------ Data extract

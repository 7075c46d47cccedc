use axum::http::StatusCode;
use serde_json::{json, Value};

use crate::common::{login_user, register_user, test_password, TestContext};

// =============================================================================
// INTEGRATION TESTS - MFA ENROLLMENT & STEP-UP
// =============================================================================

/// Register, log in, and enroll an authenticator. Returns (email, secret,
/// access_token from the enrollment session).
async fn enroll_mfa(ctx: &TestContext) -> (String, String, String) {
    let (username, email) = register_user(ctx).await;
    let login = login_user(ctx, &email).await;
    let access_token = login["access_token"].as_str().unwrap().to_string();

    let setup = ctx
        .server
        .post("/auth/mfa/setup")
        .authorization_bearer(&access_token)
        .await;
    setup.assert_status_ok();
    let setup_body: Value = setup.json();
    let secret = setup_body["secret"].as_str().unwrap().to_string();
    assert!(setup_body["otpauth_url"]
        .as_str()
        .unwrap()
        .starts_with("otpauth://totp/"));

    let code = ctx.totp.current_code(&secret, &username).unwrap();
    let enable = ctx
        .server
        .post("/auth/mfa/enable")
        .authorization_bearer(&access_token)
        .json(&json!({ "code": code }))
        .await;
    enable.assert_status_ok();

    (email, secret, access_token)
}

#[tokio::test]
async fn test_mfa_setup_and_enable() {
    let ctx = TestContext::new().await;
    let (email, _secret, _token) = enroll_mfa(&ctx).await;

    let stored = ctx.users.get_by_email(&email).unwrap();
    assert!(stored.mfa_enabled);
    assert!(stored.mfa_secret.is_some());
}

#[tokio::test]
async fn test_enable_rejects_wrong_code() {
    let ctx = TestContext::new().await;
    let (_username, email) = register_user(&ctx).await;
    let login = login_user(&ctx, &email).await;
    let access_token = login["access_token"].as_str().unwrap();

    let setup = ctx
        .server
        .post("/auth/mfa/setup")
        .authorization_bearer(access_token)
        .await;
    setup.assert_status_ok();

    let enable = ctx
        .server
        .post("/auth/mfa/enable")
        .authorization_bearer(access_token)
        .json(&json!({ "code": "000000" }))
        .await;
    enable.assert_status(StatusCode::UNAUTHORIZED);

    assert!(!ctx.users.get_by_email(&email).unwrap().mfa_enabled);
}

#[tokio::test]
async fn test_login_without_code_requires_step_up() {
    let ctx = TestContext::new().await;
    let (email, _secret, _token) = enroll_mfa(&ctx).await;
    let sessions_before = ctx.sessions.count();

    let response = ctx
        .server
        .post("/auth/login")
        .json(&json!({
            "username_or_email": &email,
            "password": test_password()
        }))
        .await;

    // Password alone gets a step-up challenge, never tokens.
    response.assert_status_ok();
    let body: Value = response.json();
    assert_eq!(body["mfa_required"], true);
    assert!(body["access_token"].is_null());
    assert!(body["refresh_token"].is_null());
    assert_eq!(ctx.sessions.count(), sessions_before);
}

#[tokio::test]
async fn test_login_with_valid_code_succeeds() {
    let ctx = TestContext::new().await;
    let (email, secret, _token) = enroll_mfa(&ctx).await;
    let sessions_before = ctx.sessions.count();

    let username = ctx.users.get_by_email(&email).unwrap().username;
    let code = ctx.totp.current_code(&secret, &username).unwrap();

    let response = ctx
        .server
        .post("/auth/login")
        .json(&json!({
            "username_or_email": &email,
            "password": test_password(),
            "mfa_code": code
        }))
        .await;

    response.assert_status_ok();
    let body: Value = response.json();
    assert_eq!(body["mfa_required"], false);
    assert!(body["access_token"].as_str().is_some());
    assert_eq!(ctx.sessions.count(), sessions_before + 1);
}

#[tokio::test]
async fn test_login_with_wrong_code_rejected() {
    let ctx = TestContext::new().await;
    let (email, secret, _token) = enroll_mfa(&ctx).await;

    let username = ctx.users.get_by_email(&email).unwrap().username;
    let real = ctx.totp.current_code(&secret, &username).unwrap();
    let wrong = if real == "000000" { "000001" } else { "000000" };

    let response = ctx
        .server
        .post("/auth/login")
        .json(&json!({
            "username_or_email": &email,
            "password": test_password(),
            "mfa_code": wrong
        }))
        .await;

    response.assert_status(StatusCode::UNAUTHORIZED);
}

#[tokio::test]
async fn test_disable_mfa_requires_password() {
    let ctx = TestContext::new().await;
    let (email, _secret, access_token) = enroll_mfa(&ctx).await;

    let wrong = ctx
        .server
        .post("/auth/mfa/disable")
        .authorization_bearer(&access_token)
        .json(&json!({ "password": "WrongPassword123!" }))
        .await;
    wrong.assert_status(StatusCode::UNAUTHORIZED);
    assert!(ctx.users.get_by_email(&email).unwrap().mfa_enabled);

    let ok = ctx
        .server
        .post("/auth/mfa/disable")
        .authorization_bearer(&access_token)
        .json(&json!({ "password": test_password() }))
        .await;
    ok.assert_status_ok();

    let stored = ctx.users.get_by_email(&email).unwrap();
    assert!(!stored.mfa_enabled);
    assert!(stored.mfa_secret.is_none());

    // Plain password login works again.
    login_user(&ctx, &email).await;
}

------------

## Task objective
Your task is to copy every line of the entries that contains the string "totp".

## Answer for the task
        .starts_with("otpauth://totp/"));
    let code = ctx.totp.current_code(&secret, &username).unwrap();
    let code = ctx.totp.current_code(&secret, &username).unwrap();
    let real = ctx.totp.current_code(&secret, &username).unwrap();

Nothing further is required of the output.